Aurora menggigit bibir sebagai jawaban. Dia masih merasa tidak nyaman.

"Nggak sampai berdarah kok. Artinya tadi kamu cukup nyaman waktu aku masuk. Ini mungkin karena pengalaman pertama aja."

"Nggak berdarah, Aa percaya ini yang pertama?"

Angkasa tertawa geli. "Aku sudah ngambil tiga perawan, Aurora."

Gadis itu, oh, perempuan itu harus bereaksi apa?

"Yang nggak perawan nggak bisa aku hitung. Banyak." Angkasa mendengus menghina dirinya sendiri.

"But I hope, you're the last one." Dia mendesah lagi. "Aku capek."

Mendengar itu, tangan Aurora tanpa sadar sudah sampai di rambut Angkasa, membelai di sana. Membuat Angkasa tersentak dan pandangan mereka bertemu.

"Sakit, A?"

"Kamu sakit?" Angkasa langsung menekan lembut area intim istrinya.

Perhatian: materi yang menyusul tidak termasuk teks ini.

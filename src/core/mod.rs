pub mod item;
pub mod recommendation;

pub use item::CatalogItem;
pub use recommendation::{
    ProfileSummary, RankedCandidate, RecommendationBucket, RecommendationResult, RecommendedItem,
};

"No, I'm asking you. Are you hurt?"

Angkasa menunduk dalam. Masih dengan posisi yang sama di mana tungkai Aurora terbuka dan Angkasa bersimpuh di dekatnya.

"Aku sudah nggak tau lagi seperti apa rasanya sakit. Terlalu sering, sampai rasanya aku sudah terbiasa."

"Kenapa Aa pulang? A bisa bahagia sama Mbak Laras."

"Nggak usah pikirin aku. Yang penting kamu."

"Nggak ada yang nggak penting. Aku nggak mau nyakitin orang. Apalagi itu Aa."

"Have you fallen in love with me?" Dia bertanya khawatir.

Aurora mengangguk lemah dan Angkasa ingin menenggelamkan dirinya lagi ke kerak bumi.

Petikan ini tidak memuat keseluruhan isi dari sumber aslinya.